All this was behind the scenes of a bustling Molbak's in Woodinville, and customers were amazed by the precipitous closing of branches at the Pike Place Market and University Village. Then Jens' ambitious hope to turn the family farm into a horticultural and environmental center, with no less than England's Wisley Garden as a model, hit the news. "Now that idea is dead and gone," says Jens, who failed to get zoning regulations changed to accommodate his plan.

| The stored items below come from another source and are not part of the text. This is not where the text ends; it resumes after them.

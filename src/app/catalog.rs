//! Product catalog: which remote products exist and how their fields are found
//!
//! A [`ProductDefinition`] describes where a product's GRIB2 files live, how
//! their paths are named, which regional variants exist and, for every
//! human-readable field name, the [`FieldCriteria`] used to pick that field's
//! message out of the product's index file.
//!
//! The catalog is validated when it is built: duplicate products or fields
//! and malformed path templates are rejected up front, so lookups during a
//! download can only fail on unknown names.

use std::collections::BTreeMap;
use std::fmt;
use std::path::Path;
use std::sync::Arc;

use serde::{Deserialize, Serialize};
use tracing::{debug, info};

use crate::app::paths::PathTemplate;
use crate::constants::products;
use crate::errors::{ConfigError, ConfigResult};

/// Criteria identifying one field within an index file
///
/// Absent optional criteria match any value in the corresponding column.
#[derive(Debug, Clone, PartialEq, Eq, Serialize, Deserialize)]
pub struct FieldCriteria {
    /// Variable abbreviation, compared exactly (e.g. `APCP`)
    pub abbreviation: String,
    /// Vertical level; the level column must start with it
    #[serde(default)]
    pub level: Option<u32>,
    /// Accumulation or duration length; the time-range column must start with it
    #[serde(default)]
    pub time_range_length: Option<u32>,
    /// Level type tag (e.g. `cloudBase`), informational
    #[serde(default)]
    pub level_type: Option<String>,
    /// GRIB2 product definition template number, informational
    #[serde(default)]
    pub product_definition_template: Option<u8>,
}

impl FieldCriteria {
    pub fn new(abbreviation: impl Into<String>) -> Self {
        Self {
            abbreviation: abbreviation.into(),
            level: None,
            time_range_length: None,
            level_type: None,
            product_definition_template: None,
        }
    }

    pub fn with_level(mut self, level: u32) -> Self {
        self.level = Some(level);
        self
    }

    pub fn with_time_range(mut self, length: u32) -> Self {
        self.time_range_length = Some(length);
        self
    }

    pub fn with_level_type(mut self, level_type: impl Into<String>) -> Self {
        self.level_type = Some(level_type.into());
        self
    }

    pub fn with_template(mut self, template: u8) -> Self {
        self.product_definition_template = Some(template);
        self
    }
}

/// A geographic subdomain of a product, e.g. `CO` or `HI`
#[derive(Debug, Clone, PartialEq, Eq, Hash, Serialize, Deserialize)]
pub struct Region {
    code: String,
}

impl Region {
    /// Region code as listed in the product definition
    pub fn code(&self) -> &str {
        &self.code
    }

    /// Lower-case form used in file extensions (`.co.grib2`)
    pub fn suffix(&self) -> String {
        self.code.to_lowercase()
    }
}

impl fmt::Display for Region {
    fn fmt(&self, f: &mut fmt::Formatter<'_>) -> fmt::Result {
        f.write_str(&self.code)
    }
}

/// Everything needed to locate and read one remote product
#[derive(Debug, Clone)]
pub struct ProductDefinition {
    name: String,
    base_uri: String,
    subdir: PathTemplate,
    file_base: PathTemplate,
    file_ext: String,
    regions: Vec<String>,
    fields: BTreeMap<String, FieldCriteria>,
}

impl ProductDefinition {
    /// Create a product with no regions or fields
    ///
    /// # Errors
    ///
    /// Returns `ConfigError::InvalidTemplate` if either template is malformed
    pub fn new(
        name: impl Into<String>,
        base_uri: impl Into<String>,
        subdir: &str,
        file_base: &str,
        file_ext: impl Into<String>,
    ) -> ConfigResult<Self> {
        Ok(Self {
            name: name.into(),
            base_uri: base_uri.into().trim_end_matches('/').to_string(),
            subdir: PathTemplate::parse(subdir)?,
            file_base: PathTemplate::parse(file_base)?,
            file_ext: file_ext.into(),
            regions: Vec::new(),
            fields: BTreeMap::new(),
        })
    }

    /// Set the supported region codes
    pub fn with_regions<I, S>(mut self, regions: I) -> Self
    where
        I: IntoIterator<Item = S>,
        S: Into<String>,
    {
        self.regions = regions.into_iter().map(Into::into).collect();
        self
    }

    /// Register a field
    ///
    /// # Errors
    ///
    /// Returns `ConfigError::DuplicateField` if the name is already registered
    pub fn with_field(
        mut self,
        name: impl Into<String>,
        criteria: FieldCriteria,
    ) -> ConfigResult<Self> {
        let name = name.into();
        if self.fields.contains_key(&name) {
            return Err(ConfigError::DuplicateField {
                product: self.name.clone(),
                field: name,
            });
        }
        self.fields.insert(name, criteria);
        Ok(self)
    }

    pub fn name(&self) -> &str {
        &self.name
    }

    /// Base URI without trailing slash, e.g. `s3://noaa-nbm-grib2-pds`
    pub fn base_uri(&self) -> &str {
        &self.base_uri
    }

    pub fn subdir(&self) -> &PathTemplate {
        &self.subdir
    }

    pub fn file_base(&self) -> &PathTemplate {
        &self.file_base
    }

    /// Default file extension, including the leading dot
    pub fn file_ext(&self) -> &str {
        &self.file_ext
    }

    pub fn regions(&self) -> &[String] {
        &self.regions
    }

    /// Field names and their criteria, sorted by name
    pub fn fields(&self) -> impl Iterator<Item = (&str, &FieldCriteria)> {
        self.fields.iter().map(|(name, criteria)| (name.as_str(), criteria))
    }

    pub fn field_names(&self) -> Vec<String> {
        self.fields.keys().cloned().collect()
    }

    /// Look up a field's matching criteria
    ///
    /// # Errors
    ///
    /// Returns `ConfigError::UnknownField` listing the supported fields
    pub fn field_criteria(&self, name: &str) -> ConfigResult<&FieldCriteria> {
        self.fields.get(name).ok_or_else(|| ConfigError::UnknownField {
            product: self.name.clone(),
            field: name.to_string(),
            supported: self.field_names(),
        })
    }

    /// Validate a region code (case-insensitive) against this product
    ///
    /// # Errors
    ///
    /// Returns `ConfigError::UnknownRegion` listing the supported regions
    pub fn region(&self, code: &str) -> ConfigResult<Region> {
        self.regions
            .iter()
            .find(|supported| supported.eq_ignore_ascii_case(code))
            .map(|supported| Region {
                code: supported.clone(),
            })
            .ok_or_else(|| ConfigError::UnknownRegion {
                product: self.name.clone(),
                region: code.to_string(),
                supported: self.regions.clone(),
            })
    }
}

/// Serialized form of a catalog file
#[derive(Debug, Clone, Default, Serialize, Deserialize)]
struct CatalogFile {
    #[serde(default)]
    products: Vec<ProductEntry>,
}

#[derive(Debug, Clone, Serialize, Deserialize)]
struct ProductEntry {
    name: String,
    base_uri: String,
    subdir: String,
    file_base: String,
    file_ext: String,
    #[serde(default)]
    regions: Vec<String>,
    #[serde(default)]
    fields: Vec<FieldEntry>,
}

#[derive(Debug, Clone, Serialize, Deserialize)]
struct FieldEntry {
    name: String,
    #[serde(flatten)]
    criteria: FieldCriteria,
}

impl ProductEntry {
    fn into_definition(self) -> ConfigResult<ProductDefinition> {
        let mut product = ProductDefinition::new(
            self.name,
            self.base_uri,
            &self.subdir,
            &self.file_base,
            self.file_ext,
        )?
        .with_regions(self.regions);

        for field in self.fields {
            product = product.with_field(field.name, field.criteria)?;
        }
        Ok(product)
    }
}

/// Registry of all known products, keyed by product name
#[derive(Debug, Clone, Default)]
pub struct ProductCatalog {
    products: BTreeMap<String, Arc<ProductDefinition>>,
}

impl ProductCatalog {
    /// Empty catalog
    pub fn new() -> Self {
        Self::default()
    }

    /// Catalog of the products this crate knows about out of the box
    ///
    /// # Errors
    ///
    /// Returns `ConfigError` if a built-in product table is malformed
    pub fn builtin() -> ConfigResult<Self> {
        let mut catalog = Self::new();
        catalog.register(nbm_definition()?)?;
        Ok(catalog)
    }

    /// Parse a catalog from TOML text
    ///
    /// # Errors
    ///
    /// Returns `ConfigError` on invalid TOML, duplicate names or bad templates
    pub fn from_toml_str(text: &str) -> ConfigResult<Self> {
        let file: CatalogFile = toml::from_str(text)?;
        let mut catalog = Self::new();
        for entry in file.products {
            catalog.register(entry.into_definition()?)?;
        }
        Ok(catalog)
    }

    /// Load a catalog file from disk
    pub async fn load(path: &Path) -> ConfigResult<Self> {
        if !path.exists() {
            return Err(ConfigError::NotFound {
                path: path.to_path_buf(),
            });
        }
        let text = tokio::fs::read_to_string(path)
            .await
            .map_err(|source| ConfigError::Io {
                path: path.to_path_buf(),
                source,
            })?;
        let catalog = Self::from_toml_str(&text)?;
        info!(
            "Loaded {} products from catalog {}",
            catalog.len(),
            path.display()
        );
        Ok(catalog)
    }

    /// Add a product
    ///
    /// # Errors
    ///
    /// Returns `ConfigError::DuplicateProduct` if the name is taken
    pub fn register(&mut self, product: ProductDefinition) -> ConfigResult<()> {
        if self.products.contains_key(product.name()) {
            return Err(ConfigError::DuplicateProduct {
                product: product.name().to_string(),
            });
        }
        debug!(
            "Registered product {} with {} fields",
            product.name(),
            product.fields.len()
        );
        self.products
            .insert(product.name().to_string(), Arc::new(product));
        Ok(())
    }

    /// Merge another catalog into this one, rejecting duplicate products
    pub fn merge(&mut self, other: ProductCatalog) -> ConfigResult<()> {
        for (_, product) in other.products {
            let product = Arc::try_unwrap(product).unwrap_or_else(|shared| (*shared).clone());
            self.register(product)?;
        }
        Ok(())
    }

    /// Look up a product by name
    ///
    /// # Errors
    ///
    /// Returns `ConfigError::UnknownProduct` listing the supported products
    pub fn lookup(&self, name: &str) -> ConfigResult<Arc<ProductDefinition>> {
        self.products
            .get(name)
            .cloned()
            .ok_or_else(|| ConfigError::UnknownProduct {
                product: name.to_string(),
                supported: self.product_names(),
            })
    }

    pub fn product_names(&self) -> Vec<String> {
        self.products.keys().cloned().collect()
    }

    pub fn products(&self) -> impl Iterator<Item = &ProductDefinition> {
        self.products.values().map(|product| product.as_ref())
    }

    pub fn len(&self) -> usize {
        self.products.len()
    }

    pub fn is_empty(&self) -> bool {
        self.products.is_empty()
    }
}

/// National Blend of Models on the NOAA open-data bucket
fn nbm_definition() -> ConfigResult<ProductDefinition> {
    ProductDefinition::new(
        products::NBM,
        products::NBM_BASE_URI,
        "blend.{issue.year:04d}{issue.month:02d}{issue.day:02d}/{issue.hour:02d}/core/",
        "blend.t{issue.hour:02d}z.core.f{lead.hour:03d}",
        ".grib2",
    )?
    .with_regions(["CO", "HI", "PR", "GU", "AK"])
    .with_field("RAIN1HR", FieldCriteria::new("APCP").with_template(8).with_time_range(1))?
    .with_field("RAIN6HR", FieldCriteria::new("APCP").with_template(8).with_time_range(6))?
    .with_field("ICE1HR", FieldCriteria::new("FICEAC").with_time_range(1))?
    .with_field("SNOW1HR", FieldCriteria::new("ASNOW").with_template(8).with_time_range(1))?
    .with_field("TEMP", FieldCriteria::new("TMP").with_level(2).with_template(0))?
    .with_field("APPTEMP", FieldCriteria::new("APTMP").with_level(2).with_template(0))?
    .with_field("RH", FieldCriteria::new("RH").with_level(2).with_template(0))?
    .with_field("DEWPOINT", FieldCriteria::new("DPT").with_level(2).with_template(0))?
    .with_field("WINDSPEED", FieldCriteria::new("WIND").with_level(10).with_template(0))?
    .with_field("WINDGUST", FieldCriteria::new("GUST").with_level(10).with_template(0))?
    .with_field("CEILING", FieldCriteria::new("CEIL").with_level_type("cloudBase"))?
    .with_field("VISIBILITY", FieldCriteria::new("VIS"))?
    .with_field("MAXREF", FieldCriteria::new("MAXREF").with_level(1000))?
    .with_field("VIL", FieldCriteria::new("VIL"))?
    .with_field("ECHOTOP", FieldCriteria::new("RETOP"))?
    .with_field("WAVEHEIGHT", FieldCriteria::new("HTSGW").with_template(0))?
    .with_field("PROBTHDR1HR", FieldCriteria::new("TSTM").with_time_range(1))?
    .with_field("PROBTHDR3HR", FieldCriteria::new("TSTM").with_time_range(3))?
    .with_field("PROBTHDR6HR", FieldCriteria::new("TSTM").with_time_range(6))
}
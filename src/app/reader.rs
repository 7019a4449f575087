//! Field download orchestration
//!
//! A [`Reader`] is bound to one product and, optionally, one region. For each
//! requested field it makes the shared index file present locally, finds the
//! field's message in it, works out the message's byte range and fetches only
//! those bytes.

use std::fmt;
use std::path::{Path, PathBuf};
use std::sync::Arc;

use chrono::{DateTime, Utc};
use tokio_util::sync::CancellationToken;
use tracing::{debug, info};

use crate::app::catalog::{ProductCatalog, ProductDefinition, Region};
use crate::app::fetcher::PartialFetcher;
use crate::app::index;
use crate::app::models::{DownloadRequest, ForecastTimes};
use crate::app::paths::{FileVariant, PathResolver};
use crate::app::range;
use crate::errors::{ConfigError, ConfigResult, IndexError, Result};

/// Downloads individual fields of one product
#[derive(Debug, Clone)]
pub struct Reader {
    product: Arc<ProductDefinition>,
    region: Option<Region>,
    fetcher: PartialFetcher,
}

impl Reader {
    /// Create a reader for `product` with no region selected
    ///
    /// # Errors
    ///
    /// Returns `ConfigError::UnknownProduct` if the catalog lacks the product
    pub fn new(
        catalog: &ProductCatalog,
        product: &str,
        fetcher: PartialFetcher,
    ) -> ConfigResult<Self> {
        Ok(Self {
            product: catalog.lookup(product)?,
            region: None,
            fetcher,
        })
    }

    /// Reader configured for the product and region of `request`
    pub fn for_request(
        catalog: &ProductCatalog,
        request: &DownloadRequest,
        fetcher: PartialFetcher,
    ) -> ConfigResult<Self> {
        let mut reader = Self::new(catalog, &request.product, fetcher)?;
        if let Some(code) = &request.region {
            reader.set_region(code)?;
        }
        Ok(reader)
    }

    /// Select a region; it changes the extension of every path
    ///
    /// # Errors
    ///
    /// Returns `ConfigError::UnknownRegion` and leaves the current region
    /// unchanged if the product does not offer `code`
    pub fn set_region(&mut self, code: &str) -> ConfigResult<()> {
        let region = self.product.region(code)?;
        debug!("{} region set to {}", self.product.name(), region);
        self.region = Some(region);
        Ok(())
    }

    /// Go back to the product's default (region-less) files
    pub fn clear_region(&mut self) {
        self.region = None;
    }

    pub fn product(&self) -> &ProductDefinition {
        &self.product
    }

    pub fn region(&self) -> Option<&Region> {
        self.region.as_ref()
    }

    pub fn fetcher(&self) -> &PartialFetcher {
        &self.fetcher
    }

    /// Path resolver for the current product and region
    pub fn resolver(&self) -> PathResolver<'_> {
        PathResolver::new(&self.product, self.region.as_ref())
    }

    /// Download one field into `dest_dir`, returning the local data path
    ///
    /// The index file is stored without a field suffix and reused by every
    /// field of the same forecast file. Both downloads are skipped when their
    /// destination already exists.
    ///
    /// # Errors
    ///
    /// - `ConfigError` for an unknown field or a valid time before issuance,
    ///   raised before any I/O
    /// - `IndexError::FieldNotFound` if the index has no matching record
    /// - `TransferError` from either fetch
    pub async fn download_field(
        &self,
        issue: DateTime<Utc>,
        valid: DateTime<Utc>,
        field: &str,
        dest_dir: &Path,
        cancel: &CancellationToken,
    ) -> Result<PathBuf> {
        let criteria = self.product.field_criteria(field)?;
        let times = ForecastTimes::new(issue, valid)?;
        let resolver = self.resolver();

        info!(
            "Downloading {} for {} issued {} valid {}",
            field,
            self,
            issue.format("%Y-%m-%dT%H:%MZ"),
            valid.format("%Y-%m-%dT%H:%MZ")
        );

        let index_source = resolver.remote_uri(&times, FileVariant::Index);
        let index_path = resolver.local_path(dest_dir, &times, None, FileVariant::Index);
        self.fetcher
            .fetch(&index_source, &index_path, None, cancel)
            .await?;

        let records = index::read_index_file(&index_path).await?;
        let matched =
            index::find_match(&records, criteria).ok_or_else(|| IndexError::FieldNotFound {
                field: field.to_string(),
                index_path: index_path.clone(),
            })?;
        let byte_range = range::resolve(&records, matched)?;
        debug!(
            "{} is message {} at bytes {}",
            field, matched.message, byte_range
        );

        let data_source = resolver.remote_uri(&times, FileVariant::Data);
        let data_path = resolver.local_path(dest_dir, &times, Some(field), FileVariant::Data);
        let path = self
            .fetcher
            .fetch(&data_source, &data_path, Some(byte_range), cancel)
            .await?;

        Ok(path)
    }

    /// Run [`Reader::download_field`] for an explicit request
    ///
    /// The request's region applies to this call only; the reader's own
    /// region is not consulted or changed.
    ///
    /// # Errors
    ///
    /// In addition to those of `download_field`, returns
    /// `ConfigError::UnknownProduct` if the request names another product
    pub async fn download(
        &self,
        request: &DownloadRequest,
        cancel: &CancellationToken,
    ) -> Result<PathBuf> {
        if request.product != self.product.name() {
            return Err(ConfigError::UnknownProduct {
                product: request.product.clone(),
                supported: vec![self.product.name().to_string()],
            }
            .into());
        }

        let scoped = Reader {
            product: self.product.clone(),
            region: match &request.region {
                Some(code) => Some(self.product.region(code)?),
                None => None,
            },
            fetcher: self.fetcher.clone(),
        };

        scoped
            .download_field(
                request.issue,
                request.valid,
                &request.field,
                &request.dest_dir,
                cancel,
            )
            .await
    }
}

impl fmt::Display for Reader {
    fn fmt(&self, f: &mut fmt::Formatter<'_>) -> fmt::Result {
        write!(f, "{}", self.product.name())?;
        if let Some(region) = &self.region {
            write!(f, " ({})", region)?;
        }
        write!(f, " at {}", self.product.base_uri())
    }
}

But that's about the only one of his ideas Jens isn't actively pursuing, or at least mulling over. He's opened a stylish café with a Richard Hartlage-designed garden. "This represents a far different style of gardening," says Jens. "It's densely planted, low-maintenance and high-impact." The modern garden is a sign of changes to come for this destination nursery that celebrated its 50th anniversary last month.
Now In Bloom
A petite new Japanese white pine has bursts of long, blue-green needles gilded in gold. Appropriately named Pinus parviflora 'Goldilocks,' this little beauty lights up the garden on dark winter days. Its needles are especially bright at the tips, giving it an appealing frosted appearance. 'Goldilocks' grows slowly to 5 to 8 feet, so is compact enough to star in a container or blend into a border.
ILLUSTRATED BY JULIE NOTARIANNI
Jens has been working on his learning curve, traveling with Blair to visit gardens and nurseries around the country, in England and Europe. "I actually found out I do like the nursery business," he says, sounding slightly surprised. "I'm most intrigued with design, but I'm getting into the botanical part of it, too."
The couple came home inspired by the Chelsea show and the concept of outdoor rooms, and set out to transform their garden at home. They hired landscape architect Bob Swain to integrate the architecture of the house with the garden, and Hartlage to design the plantings. "Gardening has soul-feeding benefits; it actually matters," says Jens. His family's own soul feeding includes a big vegetable garden, a water feature and enough loops and paths for three kids and the dog to play.
Jens brings his enthusiasm to work. "I'm a consumer research junkie. And since we're a family business we can make changes fairly quickly," he says. Molbak's remains distinguished by the fact that it grows 60 to 70 percent of all its annual and perennial stock at the farm, as well as every one of the poinsettias for which they're famous. But these days the nursery, known for its trees and shrubs, is carrying a greater variety of perennials and grasses. Jens is planning displays to inspire and educate nursery visitors. A redesign, based on the organizing principles of a garden, is in the works, which should make navigating the multi-acre nursery more intuitive.
Jens has hired a new team to help him plan for Molbak's next 50 years. "I still have a lot to learn about gardening," he admits. Then he brightens up and adds, "Right now I'm on a bulb kick . . . and I've gone from not understanding hedges to needing hedges."